On the other hand, there are browsers which are fine without mouse. lynx or links2 for example, so the focus problem I have with ratpoison wouldn’t occur. But what if I need or want a keyboard driven and full blown webbrowser? Ok, Firefox as well as Opera are not that bad in keyboard only use, but they still are focused on the mouse using user.
But Gecko wouldn’t be Gecko, if there wasn’t some Gecko based browser with this features: On the ratpoison website I found a link to a very interesting Firefox plugin which makes Firefox a complete new browser, a keyboard driven webbrowser named Conkeror. It has no toolbars at all, no (visible) tabs, no menus, no nothing — it shows only the website in fullscreen, a status line and a multipurpose command line — exactly like the mini-buffer of GNU Emacs.
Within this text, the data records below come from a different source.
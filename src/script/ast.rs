//! Syntax tree for block-generated scripts.

use std::sync::Arc;

/// A parsed function body (or a whole source unit).
#[derive(Debug, Clone, PartialEq)]
pub struct Program {
    /// Directive prologue, e.g. `"use strict"`.
    pub directives: Vec<String>,
    pub body: Vec<Stmt>,
}

impl Program {
    pub fn is_strict(&self) -> bool {
        self.directives.iter().any(|d| d == USE_STRICT)
    }
}

pub const USE_STRICT: &str = "use strict";

#[derive(Debug, Clone, Copy, PartialEq, Eq)]
pub enum DeclKind {
    Var,
    Let,
    Const,
}

#[derive(Debug, Clone, Copy, PartialEq, Eq)]
pub enum IterationKind {
    Values,
    Keys,
}

#[derive(Debug, Clone, PartialEq)]
pub struct FunctionDecl {
    pub name: Option<String>,
    pub params: Vec<String>,
    pub body: Program,
    pub is_async: bool,
}

#[derive(Debug, Clone, PartialEq)]
pub struct CatchClause {
    pub param: Option<String>,
    pub body: Vec<Stmt>,
}

#[derive(Debug, Clone, PartialEq)]
pub enum Stmt {
    Expr(Expr),
    Decl {
        kind: DeclKind,
        declarators: Vec<(String, Option<Expr>)>,
    },
    Function(Arc<FunctionDecl>),
    If {
        test: Expr,
        consequent: Box<Stmt>,
        alternate: Option<Box<Stmt>>,
    },
    While {
        test: Expr,
        body: Box<Stmt>,
    },
    DoWhile {
        body: Box<Stmt>,
        test: Expr,
    },
    For {
        init: Option<Box<Stmt>>,
        test: Option<Expr>,
        update: Option<Expr>,
        body: Box<Stmt>,
    },
    /// `for (x of xs)` walks values, `for (k in xs)` walks keys.
    ForEach {
        kind: DeclKind,
        name: String,
        iterable: Expr,
        over: IterationKind,
        body: Box<Stmt>,
    },
    Block(Vec<Stmt>),
    Return(Option<Expr>),
    Throw(Expr),
    Try {
        block: Vec<Stmt>,
        handler: Option<CatchClause>,
        finalizer: Option<Vec<Stmt>>,
    },
    Break,
    Continue,
    Empty,
}

#[derive(Debug, Clone, Copy, PartialEq, Eq)]
pub enum UnaryOp {
    Not,
    Neg,
    Plus,
    TypeOf,
}

#[derive(Debug, Clone, Copy, PartialEq, Eq)]
pub enum BinaryOp {
    Add,
    Sub,
    Mul,
    Div,
    Rem,
    Eq,
    NotEq,
    StrictEq,
    StrictNotEq,
    Lt,
    Gt,
    LtEq,
    GtEq,
}

#[derive(Debug, Clone, Copy, PartialEq, Eq)]
pub enum LogicalOp {
    And,
    Or,
}

/// `=` is `Assign(None)`, compound forms carry their arithmetic operator.
#[derive(Debug, Clone, Copy, PartialEq, Eq)]
pub struct AssignOp(pub Option<BinaryOp>);

#[derive(Debug, Clone, Copy, PartialEq, Eq)]
pub enum UpdateOp {
    Increment,
    Decrement,
}

#[derive(Debug, Clone, PartialEq)]
pub enum Expr {
    Number(f64),
    Str(String),
    Bool(bool),
    Null,
    Undefined,
    Ident(String),
    Array(Vec<Expr>),
    Object(Vec<(String, Expr)>),
    Function(Arc<FunctionDecl>),
    Unary {
        op: UnaryOp,
        arg: Box<Expr>,
    },
    Binary {
        op: BinaryOp,
        left: Box<Expr>,
        right: Box<Expr>,
    },
    Logical {
        op: LogicalOp,
        left: Box<Expr>,
        right: Box<Expr>,
    },
    Conditional {
        test: Box<Expr>,
        consequent: Box<Expr>,
        alternate: Box<Expr>,
    },
    Assign {
        op: AssignOp,
        target: Box<Expr>,
        value: Box<Expr>,
    },
    Update {
        op: UpdateOp,
        prefix: bool,
        target: Box<Expr>,
    },
    Call {
        callee: Box<Expr>,
        args: Vec<Expr>,
    },
    New {
        callee: Box<Expr>,
        args: Vec<Expr>,
    },
    Member {
        object: Box<Expr>,
        property: String,
    },
    Index {
        object: Box<Expr>,
        index: Box<Expr>,
    },
    Await(Box<Expr>),
}

impl Expr {
    pub fn is_assignable(&self) -> bool {
        matches!(
            self,
            Expr::Ident(_) | Expr::Member { .. } | Expr::Index { .. }
        )
    }
}
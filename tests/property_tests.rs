//! Property-based tests for the merge rule, inline rendering and codec round trips.

use proptest::prelude::*;
use toml_codec::{decode, encode, from_str, merge, toml_record, TomlTable, TomlValue};

toml_record! {
    #[derive(Debug, Clone, PartialEq)]
    struct Inner {
        flag: bool,
        weight: f64,
    }
}

toml_record! {
    #[derive(Debug, Clone, PartialEq)]
    struct Outer {
        id: i64,
        name: String,
        scores: Vec<i32>,
        nickname: Option<String>,
        inner: Inner,
        children: Vec<Inner>,
    }
}

fn key() -> impl Strategy<Value = String> {
    "[a-d]{1,2}"
}

fn scalar() -> impl Strategy<Value = TomlValue> {
    prop_oneof![
        any::<i64>().prop_map(TomlValue::Integer),
        any::<bool>().prop_map(TomlValue::Bool),
        "[a-z \"\\\\\n]{0,8}".prop_map(TomlValue::String),
        (-1.0e6f64..1.0e6).prop_map(TomlValue::Float),
    ]
}

fn value() -> impl Strategy<Value = TomlValue> {
    scalar().prop_recursive(3, 24, 4, |inner| {
        prop_oneof![
            prop::collection::vec(inner.clone(), 0..4).prop_map(TomlValue::Array),
            prop::collection::btree_map(key(), inner, 0..4)
                .prop_map(|entries| TomlValue::Table(entries.into_iter().collect())),
        ]
    })
}

fn table() -> impl Strategy<Value = TomlTable> {
    prop::collection::btree_map(key(), value(), 0..5)
        .prop_map(|entries| entries.into_iter().collect())
}

fn inner() -> impl Strategy<Value = Inner> {
    (any::<bool>(), -1.0e9f64..1.0e9).prop_map(|(flag, weight)| Inner { flag, weight })
}

fn outer() -> impl Strategy<Value = Outer> {
    (
        any::<i64>(),
        ".{0,12}",
        prop::collection::vec(any::<i32>(), 0..6),
        proptest::option::of("[a-z]{1,6}"),
        inner(),
        prop::collection::vec(inner(), 0..3),
    )
        .prop_map(|(id, name, scores, nickname, inner, children)| Outer {
            id,
            name,
            scores,
            nickname,
            inner,
            children,
        })
}

proptest! {
    #[test]
    fn prop_merge_with_empty_is_identity(t in table()) {
        let empty = TomlValue::Table(TomlTable::new());
        let value = TomlValue::Table(t);
        prop_assert_eq!(merge(value.clone(), empty.clone()), value.clone());
        prop_assert_eq!(merge(empty, value.clone()), value);
    }

    #[test]
    fn prop_merge_is_right_biased_for_non_tables(
        a in value().prop_filter("non-table", |v| !v.is_table()),
        b in value().prop_filter("non-table", |v| !v.is_table()),
    ) {
        prop_assert_eq!(merge(a, b.clone()), b);
    }

    #[test]
    fn prop_merge_keeps_every_key(a in table(), b in table()) {
        let merged = merge(TomlValue::Table(a.clone()), TomlValue::Table(b.clone()));
        let merged = merged.as_table().unwrap();
        for key in a.keys().chain(b.keys()) {
            prop_assert!(merged.contains_key(key));
        }
        prop_assert!(merged.len() <= a.len() + b.len());
    }

    #[test]
    fn prop_inline_rendering_parses_back(v in value()) {
        let document = format!("v = {}", v);
        let root = from_str(&document).unwrap();
        prop_assert_eq!(root.get("v"), Some(&v));
    }

    #[test]
    fn prop_record_round_trip(record in outer()) {
        let encoded = encode(&record).unwrap();
        prop_assert_eq!(decode::<Outer>(&encoded).unwrap(), record);
    }

    #[test]
    fn prop_integers_round_trip_through_text(n in any::<i64>()) {
        let root = from_str(&format!("n = {}", n)).unwrap();
        prop_assert_eq!(root.get("n"), Some(&TomlValue::Integer(n)));
    }
}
But not only the layout, even the keybindings are very emacsish:
C-x C-f
opens an URL in a new buffer -eh- tab, C-x
5 C-f
opens an URL in a new frame (window), C-x
C-v
opens a new URL in the current tab (buffer) with the
current URL as editable default value, C-x b
switches to
another tab, C-x k
kills -eh- closes a tab, C-x
C-b
lists all open tabs, l goes back (remember the Emacs info
reader, eh?), C-g
quits accidently requested dialogs or
stops loading a web page, Ctrl-s and Ctrl-r give you forward and
backward i-search, C-n
, C-p
,
C-f
and C-b
scroll, etc. Even
M-x
works, e.g. will M-x revert-buffer
reload the web page. (Unfortunately Esc-x
doesn’t
work. Yet.) And for vi freaks, there is even M-x
use-vi-keys
. There’s even one lynxish keybinding:
\
lets you view the source.
And although it’s one of the strangest webbrowsers I saw yet, I somehow like it and also would like to see it in Debian as package, since it is the perfect companion for ion or ratpoison. Looking through apt’s package cache as well as the wnpp bugs, I haven’t found any hint on somebody already packaging it, so I’ll have a look on it and on how to to package a Firefox extension for Debian.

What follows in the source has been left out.